§ Task instructions
Every line below containing the word "GameConfig" should be found and copied.

--*--

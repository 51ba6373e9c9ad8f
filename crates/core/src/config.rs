//! Game configuration, read from the environment.
//!
//! - `TWENTY48_SEED`: fixed seed for reproducible games (default: entropy)
//! - `TWENTY48_NOOP_CHECK`: `legacy` or `symmetric` (default: `legacy`)
//! - `TWENTY48_LOG_FILE`: log destination for the terminal binary
//!
//! Unparseable values fall back to the defaults.

use std::path::PathBuf;

use crate::rng::{RandTileRng, SimpleRng, TileRng};

/// Which moves are screened by a no-op probe before being applied.
#[derive(Debug, Clone, Copy, PartialEq, Eq, Default)]
pub enum NoopCheck {
    /// Only Right/Down are probed (Right and Down both unchanged => skip).
    /// Up/Left always go straight to the move.
    #[default]
    Legacy,
    /// Every direction is probed on its own before moving.
    Symmetric,
}

impl NoopCheck {
    #[allow(clippy::should_implement_trait)]
    pub fn from_str(s: &str) -> Option<Self> {
        match s.trim().to_lowercase().as_str() {
            "legacy" => Some(NoopCheck::Legacy),
            "symmetric" => Some(NoopCheck::Symmetric),
            _ => None,
        }
    }
}

#[derive(Debug, Clone, Default, PartialEq, Eq)]
pub struct GameConfig {
    pub seed: Option<u32>,
    pub noop_check: NoopCheck,
    pub log_file: Option<PathBuf>,
}

impl GameConfig {
    /// Create from environment variables
    pub fn from_env() -> Self {
        Self::from_lookup(|key| std::env::var(key).ok())
    }

    /// Build from any key lookup (used by `from_env` and tests).
    pub fn from_lookup(lookup: impl Fn(&str) -> Option<String>) -> Self {
        let seed = lookup("TWENTY48_SEED").and_then(|s| s.trim().parse().ok());

        let noop_check = lookup("TWENTY48_NOOP_CHECK")
            .and_then(|s| NoopCheck::from_str(&s))
            .unwrap_or_default();

        let log_file = lookup("TWENTY48_LOG_FILE")
            .map(|s| s.trim().to_string())
            .and_then(|s| if s.is_empty() { None } else { Some(PathBuf::from(s)) });

        Self {
            seed,
            noop_check,
            log_file,
        }
    }

    /// Seeded LCG when a seed is configured, entropy-seeded `rand` otherwise.
    pub fn tile_rng(&self) -> Box<dyn TileRng> {
        match self.seed {
            Some(seed) => Box::new(SimpleRng::new(seed)),
            None => Box::new(RandTileRng::from_entropy()),
        }
    }
}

--*--

§ Response box
pub struct GameConfig {
impl GameConfig {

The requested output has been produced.